Ferito alla gamba e ricoverato all'ospedale di Savigliano: è il terzo uomo della rapina di Gallo Grinzane

Aveva una ferita di arma da fuoco all'arto inferiore. E' stato intercettato ieri sera, mercoledì 28 aprile, dai carabinieri nei pressi del Santissima Annunziata. Potrebbe esserci un quarto uomo che l'ha portato in ospedale

Ferito alla gamba e ricoverato all'ospedale di Savigliano: è il terzo uomo della rapina di Gallo Grinzane

L'uomo ricoverato all'ospedale di Savigliano è il terzo rapinatore della tragedia avvenuta nel tardo pomeriggio di ieri, mercoledì 28 aprile, a Gallo Grinzane. Si tratta di un 4enne di Alba di cui non sono state fornite le generalità.

Aveva una ferita d'arma da fuoco alla gamba ed è stato intercettato dai carabinieri nei pressi dell'ospedale Santissima Annunziata di Savigliano intorno alle 23. L'uomo è stato notato e rintracciato in un'aiuola nei pressi dei parcheggi a pagamento dello spiazzo di fronte all'ospedale.

Sono stati proprio i Carabinieri, che avevano innalzato le misure di controllo per la ricerca del terzo uomo coinvolto nella rapina, a notarlo. Aveva un'inequivocabile ferita da arma da fuoco alla gamba, sotto il ginocchio. Era a terra, dolorante. L'uomo è vivo ma non sono note le sue condizioni di salute.

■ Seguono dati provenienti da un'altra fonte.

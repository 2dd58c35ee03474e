//! Client configuration
//!
//! Loaded from YAML, from the environment, or from a file overlaid with the
//! environment:
//!
//! ```yaml
//! api_key: your-key
//! network: mainnet
//! timeout_secs: 30
//! event_page_size: 300
//! order_page_size: 50
//! max_pages: 200
//! ```

use crate::api::{ClientSettings, OpenseaClient, DEFAULT_EVENT_LIMIT, DEFAULT_ORDER_LIMIT};
use crate::auth::AuthConfig;
use crate::error::{Error, Result};
use crate::http::{HttpClientConfig, HttpTransport};
use crate::pagination::PaginationLimits;
use crate::types::Network;
use serde::{Deserialize, Serialize};
use std::fmt;
use std::fs;
use std::path::Path;
use std::sync::Arc;
use std::time::Duration;

/// API key variable
pub const ENV_API_KEY: &str = "OPENSEA_API_KEY";
/// Network variable (`mainnet` or `rinkeby`)
pub const ENV_NETWORK: &str = "OPENSEA_NETWORK";
/// Base URL override variable
pub const ENV_BASE_URL: &str = "OPENSEA_BASE_URL";
/// Forwarding proxy variable
pub const ENV_PROXY: &str = "OPENSEA_PROXY";

/// Everything needed to build an [`OpenseaClient`]
#[derive(Clone, Serialize, Deserialize, PartialEq, Eq)]
pub struct ClientConfig {
    #[serde(default)]
    pub api_key: String,

    #[serde(default)]
    pub network: Network,

    /// Overrides the network's base URL
    #[serde(default)]
    pub base_url: Option<String>,

    /// Forwarding proxy receiving every request
    #[serde(default)]
    pub proxy: Option<String>,

    #[serde(default = "default_timeout_secs")]
    pub timeout_secs: u64,

    #[serde(default)]
    pub user_agent: Option<String>,

    #[serde(default = "default_event_page_size")]
    pub event_page_size: u32,

    #[serde(default = "default_order_page_size")]
    pub order_page_size: u32,

    #[serde(default)]
    pub max_pages: Option<u32>,

    #[serde(default)]
    pub max_duration_secs: Option<u64>,

    /// Pause between consecutive pages, in milliseconds
    #[serde(default)]
    pub page_delay_ms: Option<u64>,
}

fn default_timeout_secs() -> u64 {
    30
}

fn default_event_page_size() -> u32 {
    DEFAULT_EVENT_LIMIT
}

fn default_order_page_size() -> u32 {
    DEFAULT_ORDER_LIMIT
}

impl Default for ClientConfig {
    fn default() -> Self {
        Self {
            api_key: String::new(),
            network: Network::default(),
            base_url: None,
            proxy: None,
            timeout_secs: default_timeout_secs(),
            user_agent: None,
            event_page_size: default_event_page_size(),
            order_page_size: default_order_page_size(),
            max_pages: None,
            max_duration_secs: None,
            page_delay_ms: None,
        }
    }
}

impl fmt::Debug for ClientConfig {
    fn fmt(&self, f: &mut fmt::Formatter<'_>) -> fmt::Result {
        f.debug_struct("ClientConfig")
            .field("api_key", &"<redacted>")
            .field("network", &self.network)
            .field("base_url", &self.base_url)
            .field("proxy", &self.proxy)
            .field("timeout_secs", &self.timeout_secs)
            .field("user_agent", &self.user_agent)
            .field("event_page_size", &self.event_page_size)
            .field("order_page_size", &self.order_page_size)
            .field("max_pages", &self.max_pages)
            .field("max_duration_secs", &self.max_duration_secs)
            .field("page_delay_ms", &self.page_delay_ms)
            .finish()
    }
}

impl ClientConfig {
    /// Parse a YAML document
    pub fn from_yaml(yaml: &str) -> Result<Self> {
        let config: Self = serde_yaml::from_str(yaml)
            .map_err(|e| Error::config(format!("Failed to parse config YAML: {e}")))?;
        Ok(config)
    }

    /// Read a YAML file
    pub fn from_file(path: impl AsRef<Path>) -> Result<Self> {
        let path = path.as_ref();
        let content = fs::read_to_string(path).map_err(|e| {
            Error::config(format!(
                "Failed to read config file '{}': {}",
                path.display(),
                e
            ))
        })?;
        Self::from_yaml(&content)
    }

    /// Defaults overlaid with the process environment
    pub fn from_env() -> Result<Self> {
        let mut config = Self::default();
        config.merge_env()?;
        Ok(config)
    }

    /// Overlay the process environment on this config
    pub fn merge_env(&mut self) -> Result<()> {
        self.merge_vars(|name| std::env::var(name).ok())
    }

    /// Overlay values from `lookup`; unset and empty variables are ignored
    pub fn merge_vars<F>(&mut self, lookup: F) -> Result<()>
    where
        F: Fn(&str) -> Option<String>,
    {
        let lookup = |name: &str| lookup(name).filter(|value| !value.is_empty());

        if let Some(key) = lookup(ENV_API_KEY) {
            self.api_key = key;
        }
        if let Some(network) = lookup(ENV_NETWORK) {
            self.network = network.parse()?;
        }
        if let Some(base_url) = lookup(ENV_BASE_URL) {
            self.base_url = Some(base_url);
        }
        if let Some(proxy) = lookup(ENV_PROXY) {
            self.proxy = Some(proxy);
        }
        Ok(())
    }

    /// Reject configs that cannot produce a working client
    pub fn validate(&self) -> Result<()> {
        if self.api_key.trim().is_empty() {
            return Err(Error::missing_field("api_key"));
        }
        if self.event_page_size == 0 {
            return Err(Error::config("event_page_size must be greater than zero"));
        }
        if self.order_page_size == 0 {
            return Err(Error::config("order_page_size must be greater than zero"));
        }
        if self.timeout_secs == 0 {
            return Err(Error::config("timeout_secs must be greater than zero"));
        }
        if let Some(base_url) = &self.base_url {
            url::Url::parse(base_url)?;
        }
        if let Some(proxy) = &self.proxy {
            url::Url::parse(proxy)?;
        }
        Ok(())
    }

    /// Effective base URL
    pub fn base_url(&self) -> &str {
        self.base_url
            .as_deref()
            .unwrap_or_else(|| self.network.base_url())
    }

    /// Transport configuration
    pub fn http_config(&self) -> HttpClientConfig {
        let mut builder = HttpClientConfig::builder()
            .base_url(self.base_url())
            .timeout(Duration::from_secs(self.timeout_secs));
        if let Some(proxy) = &self.proxy {
            builder = builder.proxy(proxy.as_str());
        }
        if let Some(agent) = &self.user_agent {
            builder = builder.user_agent(agent.as_str());
        }
        builder.build()
    }

    /// Paging defaults and guards
    pub fn settings(&self) -> ClientSettings {
        ClientSettings {
            event_page_size: self.event_page_size,
            order_page_size: self.order_page_size,
            limits: PaginationLimits {
                max_pages: self.max_pages,
                max_duration: self.max_duration_secs.map(Duration::from_secs),
                page_delay: self.page_delay_ms.map(Duration::from_millis),
            },
        }
    }

    /// Validate and build a client over the reqwest transport
    pub fn build_client(&self) -> Result<OpenseaClient> {
        self.validate()?;
        let transport = HttpTransport::with_config(self.http_config())?;
        let client =
            OpenseaClient::with_transport(Arc::new(transport), AuthConfig::api_key(&self.api_key))
                .with_settings(self.settings());
        Ok(client)
    }
}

Resta da capire come sia arrivato al nosocomio di Savigliano che dista una trentina di chilometri dal luogo della tragedia. L'uomo, da quanto si apprende, non riusciva a camminare per le ferite riportate nella sparatoria. Improbabile che sia riuscito a spostarsi da solo e a guidare fino a Savigliano.

Potrebbe dunque esserci un quarto uomo che ha portato il ferito in macchina in ospedale.

I fatti

Intorno alle ore 18,30 dei malviventi hanno preso di mira la gioielleria di Mario Roggero al civico 71 della centrale via Garibaldi. L'uomo ha reagito con dei colpi d'arma da fuoco freddando i due malviventi per strada e ferendone un terzo.

Il negozio di via Garibaldi era già stato vittima di una rapina alcuni anni fa, nella mattinata del 22 maggio 2015. Allora i rapinatori picchiarono il titolare, Mario Roggero, e legarono le due figlie, poi chiuse in bagno, prima di darsi alla fuga con gioielli e orologi. L’allarme venne dato dalle ragazze, riuscite a liberarsi.